Monday, February 13, 2012

Where Did My Plot Go?

I’ve never been a plotter in my writing. Working out long and detailed story plans, working out character motivation and building my world has never really enthralled me. I prefer to work spontaneously, writing whatever comes into my head and letting the story wander at will.

The only problem is, my stories have no plot, no meaning. Why would the characters do these things? I would never run off into danger unless I had to. They had no reason to. They had no reason to do anything. No, these stories had no plot. And that makes for a real problem with revising. How can you fix a story with no plot?

Obviously you can’t really, not without rewriting every single word of the story to make it into a plot. So, project after project ended up abandoned for lack of that all important thing: Plot.

There are two different camps in writing: those who use outlines, and those who don’t. Obviously I was one of those who didn’t. But that didn’t work for me. Time to try plan B: outlining.

Outlines scare me. How can you write down what’s going to happen in the story when you don’t know what the story is yet? When you haven’t met the characters? When you’ve only got a vague idea of where you want it to go?

So I skirted the outline, writing character profiles for my characters, working out their hopes, dreams, fears, backstory. And ideas started to flow. What if this person had done that? What if this event happened? What would cause someone to do this?

Hey, maybe I could write this outline after all. I typed the last word on my last character profile and opened a new document. Outline, I was going to beat you.

Ten minutes later, outline had won. I couldn’t do this. I couldn’t decide what happened in the middle. I never knew what was going to happen until I wrote it.

Another new document, and I was thrashing my problem out on screen, writing my thoughts down as I when. What would this person do? What if this happened? Why would it happen?

Slowly but surely, a story-plan appeared on screen, mixed up in aimless ramblings. This could actually work. I returned to my outline and wrote in what I had worked out. It wasn’t perfect, but it was a start.

I’m full of hope for this story. My plan tells me main points, places I need to get to in the story, reasons for people to do things, but it doesn’t tell me everything. I have room to be creative, to let the story flow.

Maybe outlines are useful. I’ll love them forever if they stop my plot from disappearing.

Do you have a problem with story plots? Do you outline? Or write by feel? How much planning do you do?


  1. Hi Imogen,
    I find that I have much the same problem.. my stories (that are longer than 500 or 1000 words) usually fall to pieces cause I don't make an outline. (I write outlines for essays just not actual stories)
    I have this very vague image in my head about how I want the story to begin and end, but the middle is the trickiest bit! So that's basically what happens, I write the first few chapters and then stop.
    And even with my short stories I am still a 'write-by-feel' sorta person. It's just easier with stories to do that instead of writing out an outline (for me anyway).

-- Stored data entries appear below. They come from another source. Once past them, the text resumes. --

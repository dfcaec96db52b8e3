//! Host-side bridge client: spawns the server subprocess and exchanges one
//! response line per request line.

use std::process::Stdio;

use tokio::io::{AsyncBufReadExt, AsyncWriteExt, BufReader};
use tokio::process::{Child, ChildStdin, ChildStdout, Command};
use tokio::sync::Mutex;
use tracing::debug;

use crate::error::Error;
use crate::protocol::{BridgeRequest, BridgeResponse};

/// A handle to a running bridge server subprocess.
///
/// Requests are paired with responses by stream order, so `send` holds both
/// pipe locks for the full round trip; concurrent callers are serialized.
pub struct BridgeClient {
    child: Mutex<Option<Child>>,
    stdin: Mutex<Option<ChildStdin>>,
    stdout: Mutex<Option<BufReader<ChildStdout>>>,
}

impl BridgeClient {
    /// Spawn the bridge server process with piped stdin/stdout. Stderr is
    /// inherited so server diagnostics reach the host's stderr directly.
    pub async fn spawn(command: &str, args: &[&str]) -> Result<Self, Error> {
        let mut child = Command::new(command)
            .args(args)
            .stdin(Stdio::piped())
            .stdout(Stdio::piped())
            .stderr(Stdio::inherit())
            .spawn()?;

        let stdin = child
            .stdin
            .take()
            .ok_or_else(|| Error::Process("failed to capture bridge stdin".to_string()))?;
        let stdout = child
            .stdout
            .take()
            .ok_or_else(|| Error::Process("failed to capture bridge stdout".to_string()))?;

        debug!(%command, "bridge server spawned");

        Ok(Self {
            child: Mutex::new(Some(child)),
            stdin: Mutex::new(Some(stdin)),
            stdout: Mutex::new(Some(BufReader::new(stdout))),
        })
    }

    /// Send one request and read its response line.
    ///
    /// Returns [`Error::Closed`] when the process exits before answering;
    /// the caller must treat the request as failed.
    pub async fn send(&self, request: &BridgeRequest) -> Result<BridgeResponse, Error> {
        let mut stdin_guard = self.stdin.lock().await;
        let stdin = stdin_guard.as_mut().ok_or(Error::Closed)?;
        let mut stdout_guard = self.stdout.lock().await;
        let stdout = stdout_guard.as_mut().ok_or(Error::Closed)?;

        let mut encoded = serde_json::to_vec(request)?;
        encoded.push(b'\n');
        stdin.write_all(&encoded).await?;
        stdin.flush().await?;

        let mut line = String::new();
        if stdout.read_line(&mut line).await? == 0 {
            return Err(Error::Closed);
        }

        Ok(serde_json::from_str(&line)?)
    }

    /// Drop the pipes and kill the server process.
    pub async fn close(&self) -> Result<(), Error> {
        *self.stdin.lock().await = None;
        *self.stdout.lock().await = None;

        if let Some(mut child) = self.child.lock().await.take() {
            child.kill().await?;
        }
        Ok(())
    }
}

  2. I do not outline. And I am happy to display the result of that online! Weired, isn't it? My story started with a map, which must be why it's full of huge against-the-odds battles in imitation of LOTR. Beyond that, I started with a prince named Valun. Eventually, he needed to prove himself. It went on spordically from there. It helps to write down every random line of dialogue or description that you notice floating in your head, so if you can't write outlines, carry a notebook. And be ready to pull it out anywhere. A question and answer can morph into a chapter, (insert cliche here ;D)

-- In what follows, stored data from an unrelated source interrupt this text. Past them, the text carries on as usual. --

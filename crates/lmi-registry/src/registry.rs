//! The core registry: derives canonical configs and resolves namespaced ids.

use crate::catalog::ProviderCatalog;
use crate::config::{NAMESPACE_PREFIX, ProviderConfig, WIRE_PROTOCOL};
use crate::hints::lookup_hint;

/// Check whether a provider id is bridge-namespaced.
///
/// Hosts use this to route: `lmi_`-prefixed ids go through the bridge
/// client, everything else is dispatched natively.
pub fn is_namespaced(id: &str) -> bool {
    id.starts_with(NAMESPACE_PREFIX)
}

/// The derived provider set, one [`ProviderConfig`] per catalog entry, in
/// catalog order.
///
/// Derivation is a pure function of the catalog (plus the static hint
/// table): no entry is dropped or merged, and deriving twice from the same
/// catalog yields identical registries.
///
/// # Example
///
/// ```
/// use lmi_registry::{ProviderCatalog, Registry, is_namespaced};
///
/// let registry = Registry::derive(&ProviderCatalog::builtin());
///
/// assert!(is_namespaced("lmi_openai"));
/// let config = registry.resolve("lmi_openai").unwrap();
/// assert_eq!(config.display_name, "OpenAI");
/// assert!(registry.resolve("openai").is_none());
/// ```
#[derive(Debug, Clone, PartialEq, Eq)]
pub struct Registry {
    configs: Vec<ProviderConfig>,
}

impl Registry {
    /// Derive a registry from a catalog. Total: every entry produces exactly
    /// one config.
    pub fn derive(catalog: &ProviderCatalog) -> Self {
        let configs = catalog
            .iter()
            .map(|(key, entry)| ProviderConfig {
                id: format!("{NAMESPACE_PREFIX}{key}"),
                display_name: entry.name.clone(),
                base_url: entry.base_url.clone(),
                credential_env_var: entry.env_key.clone(),
                credential_hint: lookup_hint(key, &entry.name),
                wire_protocol: WIRE_PROTOCOL.to_string(),
                requires_host_auth: entry.requires_host_auth,
            })
            .collect();
        Self { configs }
    }

    /// Look up a config by its full namespaced id.
    pub fn get(&self, id: &str) -> Option<&ProviderConfig> {
        self.configs.iter().find(|config| config.id == id)
    }

    /// Resolve a provider id back to its config.
    ///
    /// Returns `None` (not an error) for ids without the namespace prefix or
    /// whose suffix is not in the catalog; callers use this to tell bridge
    /// providers from natively-handled ones.
    pub fn resolve(&self, id: &str) -> Option<&ProviderConfig> {
        if !is_namespaced(id) {
            return None;
        }
        self.get(id)
    }

    /// Iterate configs in catalog order.
    pub fn configs(&self) -> impl Iterator<Item = &ProviderConfig> {
        self.configs.iter()
    }

    pub fn len(&self) -> usize {
        self.configs.len()
    }

    pub fn is_empty(&self) -> bool {
        self.configs.is_empty()
    }
}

  3. I used to write full on outlines, but now I just keep a vague sort of outline in a notebook :)
    Whenever I have a plot problem now I usually just write it down as a question (but it has to be a question you can't answer yes or no to) like, why does so and so do this? what if this happened instead? - that sort of thing :)

  4. I plot some things, pants others. My main points I plot, but HOW they get there? I don't know until I write it! I always thought I was a straight plotter-- and a big part of me still wants to be-- but I realized that I do a fair amount of pantsing everything I do. :)

    I love that you found that outlines can really work!

  5. Helena, it's so hard knowing what comes in the middle. I never really know what's going to happen until I write it. The most I'm hoping for from this outline is that it'll give me some major points to work towards and I can make the rest up as I go.

    I can't write short stories for anything! They always get too long and complex. I've always admired people who can write them though.

  6. JT, for one of my other novels I had a notebook, and I used to write down every thought I had about the novel in there. I'd write down questions I had about the story, ideas that just came to me, information about the plot and characters and anything else, relevant or not. It was the best thing I ever did for that novel. I really loved keeping that notebook. Hopefully I'll do the same for this novel. Only I have to find a notebook first.

  7. Carrie, I did that for Indigo's story. There were so many questions it was almost not funny. I'm asking lots of questions about this plot right from the very start. I suppose these means I'll have more questions than ever now.

    I really need to get a notebook now.

  8. Peggy Eddleman, I always thought I was a straight pantser. I hated plotting and was resolved never to do it. I have to eat my words now. It's proving to be a big help.

    Like you, I'm not trying to plot everything, just the main points. The little points are just too hard to think about straight up without having written a word of the story proper.